Belushya Guba is located on a deep bay with the same name, within a geographical area that is influenced by warm ocean currents. The natural conditions allow year-round sailing of all types and classes of vessels with minimal cost for icebreaking support. The bay is well protected from high surf and drifting ice.

The temperature in Belushya Guba ranges from -12 C to +10 C in the summer months.

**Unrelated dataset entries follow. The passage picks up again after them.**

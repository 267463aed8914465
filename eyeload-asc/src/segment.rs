use eyeload_core::Onset;
use eyeload_timing::{RecorderClock, SampleClock};
use serde::{Deserialize, Serialize};
use tracing::{debug, warn};

/// What to do with an event whose onset lies in more than one trial window
#[derive(Debug, Clone, Copy, Default, PartialEq, Eq, Serialize, Deserialize)]
#[serde(rename_all = "snake_case")]
pub enum OverlapPolicy {
    /// Every containing trial gets a copy
    #[default]
    AllContaining,
    /// Only the earliest containing trial in file order
    FirstContaining,
}

/// Closed sample interval of one trial
#[derive(Debug, Clone, Copy, PartialEq, Eq)]
pub struct TrialWindow {
    pub start: i64,
    pub end: i64,
}

impl TrialWindow {
    pub fn contains(&self, sample: i64) -> bool {
        self.start <= sample && sample <= self.end
    }

    pub fn duration_samples(&self) -> i64 {
        self.end - self.start
    }

    pub fn rebase(&self, clock: &RecorderClock) -> Self {
        Self {
            start: clock.rebase(self.start),
            end: clock.rebase(self.end),
        }
    }
}

/// Number of windows (in start order) that begin inside an earlier window
pub fn overlapping_windows(windows: &[TrialWindow]) -> usize {
    let mut sorted = windows.to_vec();
    sorted.sort_by_key(|w| w.start);
    let mut furthest_end: Option<i64> = None;
    let mut overlaps = 0;
    for window in &sorted {
        if furthest_end.is_some_and(|end| window.start <= end) {
            overlaps += 1;
        }
        furthest_end = Some(furthest_end.map_or(window.end, |end| end.max(window.end)));
    }
    overlaps
}

/// Buckets `events` by the trial window containing their onset.
///
/// Returns one bucket per window, in window order. Events outside every
/// window are dropped.
pub fn segment<E>(windows: &[TrialWindow], events: &[E], policy: OverlapPolicy) -> Vec<Vec<E>>
where
    E: Onset + Clone,
{
    let mut buckets: Vec<Vec<E>> = vec![Vec::new(); windows.len()];
    let mut assigned = 0usize;

    for event in events {
        let onset = event.onset();
        let mut hit = false;
        for (window, bucket) in windows.iter().zip(buckets.iter_mut()) {
            if window.contains(onset) {
                bucket.push(event.clone());
                hit = true;
                if policy == OverlapPolicy::FirstContaining {
                    break;
                }
            }
        }
        if hit {
            assigned += 1;
        }
    }

    let dropped = events.len() - assigned;
    if dropped > 0 {
        debug!(dropped, total = events.len(), "events outside every trial window");
    }
    buckets
}

/// Warns once per session when trial windows overlap
pub(crate) fn check_overlap(windows: &[TrialWindow], policy: OverlapPolicy) {
    let overlaps = overlapping_windows(windows);
    if overlaps > 0 {
        warn!(overlaps, ?policy, "trial windows overlap");
    }
}

#[cfg(test)]
mod tests {
    use super::*;
    use eyeload_core::GazeEvent;
    use proptest::prelude::*;

    fn fix(onset: i64) -> GazeEvent {
        GazeEvent {
            onset,
            offset: onset + 10,
        }
    }

    #[test]
    fn events_land_in_their_window() {
        let windows = [
            TrialWindow { start: 100, end: 200 },
            TrialWindow { start: 300, end: 400 },
        ];
        let events = [fix(50), fix(100), fix(200), fix(250), fix(399), fix(401)];
        let buckets = segment(&windows, &events, OverlapPolicy::AllContaining);

        assert_eq!(buckets.len(), 2);
        assert_eq!(buckets[0], vec![fix(100), fix(200)]);
        assert_eq!(buckets[1], vec![fix(399)]);
    }

    #[test]
    fn trials_without_events_get_empty_buckets() {
        let windows = [TrialWindow { start: 0, end: 10 }];
        let buckets = segment::<GazeEvent>(&windows, &[], OverlapPolicy::AllContaining);
        assert_eq!(buckets, vec![Vec::<GazeEvent>::new()]);
    }

    #[test]
    fn overlap_policy_decides_shared_events() {
        let windows = [
            TrialWindow { start: 0, end: 100 },
            TrialWindow { start: 50, end: 150 },
        ];
        assert_eq!(overlapping_windows(&windows), 1);

        let events = [fix(75)];
        let all = segment(&windows, &events, OverlapPolicy::AllContaining);
        assert_eq!(all, vec![vec![fix(75)], vec![fix(75)]]);

        let first = segment(&windows, &events, OverlapPolicy::FirstContaining);
        assert_eq!(first, vec![vec![fix(75)], vec![]]);
    }

    #[test]
    fn touching_windows_overlap_on_the_shared_sample() {
        let windows = [
            TrialWindow { start: 0, end: 10 },
            TrialWindow { start: 11, end: 20 },
        ];
        assert_eq!(overlapping_windows(&windows), 0);
        let windows = [
            TrialWindow { start: 0, end: 10 },
            TrialWindow { start: 10, end: 20 },
        ];
        assert_eq!(overlapping_windows(&windows), 1);
    }

    #[test]
    fn long_window_overlaps_every_later_window_it_spans() {
        let windows = [
            TrialWindow { start: 0, end: 100 },
            TrialWindow { start: 10, end: 20 },
            TrialWindow { start: 30, end: 40 },
            TrialWindow { start: 101, end: 110 },
        ];
        assert_eq!(overlapping_windows(&windows), 2);
    }

    proptest! {
        #[test]
        fn assigned_events_lie_inside_their_window(
            starts in proptest::collection::vec(0i64..10_000, 1..20),
            onsets in proptest::collection::vec(-100i64..12_000, 0..200),
        ) {
            let mut starts = starts;
            starts.sort_unstable();
            starts.dedup();
            let windows: Vec<TrialWindow> = starts
                .windows(2)
                .map(|w| TrialWindow { start: w[0], end: w[1] - 1 })
                .collect();
            let events: Vec<GazeEvent> = onsets.into_iter().map(fix).collect();

            let buckets = segment(&windows, &events, OverlapPolicy::AllContaining);
            prop_assert_eq!(buckets.len(), windows.len());
            for (window, bucket) in windows.iter().zip(&buckets) {
                for event in bucket {
                    prop_assert!(window.start <= event.onset && event.onset <= window.end);
                }
            }
            let assigned: usize = buckets.iter().map(Vec::len).sum();
            let contained = events
                .iter()
                .filter(|e| windows.iter().any(|w| w.contains(e.onset)))
                .count();
            prop_assert_eq!(assigned, contained);
        }
    }
}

The area of the southern island of Novaya Zemlya experiences from eight to ten cyclones per month during the winter, with the main direction of the cyclone trajectories from the west and south-west to north-east. The "midnight sun" is above the horizon from 10 May to 3 August (86 days), and the period of continuous night is slightly shorter at 66 days. The polar night runs from 19 November to 23 January.

Mezhdusharsky Island is nearby the settlement.

==Economy==
Belushya Guba has schools, apartment buildings, three hotels, a cashpoint ATM, a television station, a 200-bed Naval Hospital, a polyclinic, military officers' center with a base sailor's club, 25-meter pool, recreational center, and an Orthodox church.

==Transportation==
There are two regular flights weekly from Arkhangelsk to Rogachevo Airport, located 9 km north-east of the settlement (in the time-tables, Rogachyovo is designated as Amderma-2, though the settlement of Amderma is not even located on Novaya Zemlya). There is no regular passenger navigation.